Yes. Drop multiple HEIC/HEIF files and the tool processes them in sequence (one at a time to avoid memory spikes), then bundles the JPGs into a downloadable ZIP. Each individual file is also downloadable separately. The wasm decoder loads once per session, so a 10-file batch isn't 10× slower than one file — it's roughly one decoder load plus 10 quick decodes.
Does the EXIF metadata survive?
No — heic-to uses a re-encode pipeline that doesn't carry metadata through. The output JPG has no EXIF, no GPS, no camera info. This is actually a privacy win for most users; if you specifically need the EXIF preserved, run the original HEIC through the EXIF Viewer tool first to read the values, then add them back via `exiftool` at the command line. (Or use a different converter — most desktop tools preserve metadata by default.)
What about HEIF live photos / Live Photos with audio?

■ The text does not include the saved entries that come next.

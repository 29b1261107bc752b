//! Service wiring.

use std::sync::Arc;

use crate::blob::BlobStore;
use crate::catalog::CatalogService;
use crate::config::DisclosureConfig;
use crate::integrity::DocumentIntegrityService;
use crate::invitation::InvitationService;
use crate::report::ReportService;
use crate::repository::DisclosureRepository;
use crate::submission::SubmissionService;

/// Every disclosure service, sharing one repository and one blob store.
///
/// Cloning is cheap; all collaborators are behind `Arc`.
#[derive(Clone)]
pub struct DisclosureServices {
    pub catalog: CatalogService,
    pub invitations: InvitationService,
    pub submissions: SubmissionService,
    pub integrity: DocumentIntegrityService,
    pub reports: ReportService,
}

impl DisclosureServices {
    pub fn new(
        config: DisclosureConfig,
        repo: Arc<dyn DisclosureRepository>,
        blobs: Arc<dyn BlobStore>,
    ) -> Self {
        let integrity = DocumentIntegrityService::new(config.integrity, blobs, repo.clone());
        Self {
            catalog: CatalogService::new(repo.clone()),
            invitations: InvitationService::new(config.invitation, repo.clone()),
            submissions: SubmissionService::new(repo.clone(), integrity.clone()),
            integrity,
            reports: ReportService::new(config.report, repo),
        }
    }
}
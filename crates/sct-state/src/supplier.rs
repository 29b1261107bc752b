//! # Supplier Status Lifecycle
//!
//! ## States
//!
//! ```text
//! Pending ──response──▶ Responded ──confirm──▶ Verified
//!                        │    ▲
//!                        └────┘ response (date refreshed)
//! ```
//!
//! A submitted response moves a `Pending` supplier to `Responded` and
//! stamps `response_date`. Further responses refresh the date. A `Verified`
//! supplier is never downgraded by a later response; only the date moves.

use serde::{Deserialize, Serialize};
use thiserror::Error;

use sct_core::{SctError, Supplier, SupplierStatus, Timestamp};

// ─── Errors ──────────────────────────────────────────────────────────

/// Errors from supplier status transitions.
#[derive(Error, Debug, Clone, PartialEq, Eq)]
pub enum SupplierError {
    /// Attempted transition is not valid from the current state.
    #[error("invalid supplier transition: {from} -> {to}")]
    InvalidTransition {
        /// Current state.
        from: SupplierStatus,
        /// Attempted target state.
        to: SupplierStatus,
    },
}

impl From<SupplierError> for SctError {
    fn from(e: SupplierError) -> Self {
        SctError::InvalidInput(e.to_string())
    }
}

// ─── Transition Record ───────────────────────────────────────────────

/// Record of a supplier status transition.
#[derive(Debug, Clone, PartialEq, Eq, Serialize, Deserialize)]
pub struct SupplierTransitionRecord {
    /// State before the transition.
    pub from_state: SupplierStatus,
    /// State after the transition.
    pub to_state: SupplierStatus,
    /// When the transition occurred.
    pub timestamp: Timestamp,
}

// ─── Lifecycle ───────────────────────────────────────────────────────

/// Transition rules for [`Supplier::status`].
#[derive(Debug, Clone, Copy, Default)]
pub struct SupplierLifecycle;

impl SupplierLifecycle {
    /// Status a supplier in `current` moves to after submitting a response.
    pub fn status_after_response(current: SupplierStatus) -> SupplierStatus {
        match current {
            SupplierStatus::Pending | SupplierStatus::Responded => SupplierStatus::Responded,
            SupplierStatus::Verified => SupplierStatus::Verified,
        }
    }

    /// Apply a submitted response to `supplier`. Always succeeds.
    pub fn record_response(supplier: &mut Supplier, at: Timestamp) -> SupplierTransitionRecord {
        let from = supplier.status;
        let to = Self::status_after_response(from);
        supplier.status = to;
        supplier.response_date = Some(at);
        SupplierTransitionRecord {
            from_state: from,
            to_state: to,
            timestamp: at,
        }
    }

    /// Operator confirmation (RESPONDED → VERIFIED).
    pub fn confirm_verified(
        supplier: &mut Supplier,
        at: Timestamp,
    ) -> Result<SupplierTransitionRecord, SupplierError> {
        if supplier.status != SupplierStatus::Responded {
            return Err(SupplierError::InvalidTransition {
                from: supplier.status,
                to: SupplierStatus::Verified,
            });
        }
        supplier.status = SupplierStatus::Verified;
        tracing::info!(supplier_id = %supplier.id, "supplier disclosure verified");
        Ok(SupplierTransitionRecord {
            from_state: SupplierStatus::Responded,
            to_state: SupplierStatus::Verified,
            timestamp: at,
        })
    }
}

// ─── Tests ───────────────────────────────────────────────────────────
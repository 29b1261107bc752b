//! # sct-core: Foundational Types for Supply-Chain Transparency
//!
//! This crate is the leaf of the workspace. It defines the entity model that
//! every other crate shares, so that a supplier status or a document hash
//! means the same thing in the graph builder, the scorer, the state machine,
//! and the service layer.
//!
//! ## Key Design Principles
//!
//! 1. **Newtype identifiers.** `ProductId`, `SupplierId`, `SurveyId`,
//!    `ResponseId`, `DocumentId`, `ReportId` are distinct UUID newtypes.
//!    `AccessToken` validates its 64-lowercase-hex shape at construction.
//!
//! 2. **Closed status enums.** `SupplierStatus`, `ResponseStatus` are
//!    exhaustive enums with a single wire spelling (`PENDING`, `RESPONDED`,
//!    ...). There is no casing normalization anywhere.
//!
//! 3. **UTC-only timestamps.** `Timestamp` truncates to seconds and always
//!    renders with a `Z` suffix.
//!
//! 4. **One error taxonomy.** [`SctError`] carries the six error kinds that
//!    every operation in the workspace reports.
//!
//! ## Crate Policy
//!
//! - No dependencies on other `sct-*` crates.
//! - No `unsafe` code.
//! - No `panic!()` or `.unwrap()` outside tests.

pub mod digest;
pub mod document;
pub mod error;
pub mod identity;
pub mod product;
pub mod supplier;
pub mod survey;
pub mod temporal;

pub use digest::{ContentDigest, DigestParseError};
pub use document::Document;
pub use error::{ErrorKind, SctError};
pub use identity::{
    AccessToken, DocumentId, ProductId, QuestionId, ReportId, ResponseId, SupplierId, SurveyId,
};
pub use product::{Product, ProductSnapshot, Report};
pub use supplier::{Supplier, SupplierStatus};
pub use survey::{
    Answers, QuestionCategory, QuestionKind, ResponseStatus, Survey, SurveyQuestion,
    SurveyResponse,
};
pub use temporal::Timestamp;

iPhone Live Photos are pairs of files: a HEIC still and a small QuickTime video. This tool converts the HEIC still only; the video is a separate file you'd export separately from the Photos app. If a single HEIC file contains multiple frames (some Apple ProRAW captures), heic-to extracts the primary frame.
Is the file sent to a server?
No. The wasm decoder runs entirely in your browser. The HEIC file is decoded locally and the JPG output is generated client-side. The only network requests are loading the page and the ~3 MB wasm chunk (cached after first load). Verify in DevTools — once the wasm has loaded, conversions produce zero outgoing requests.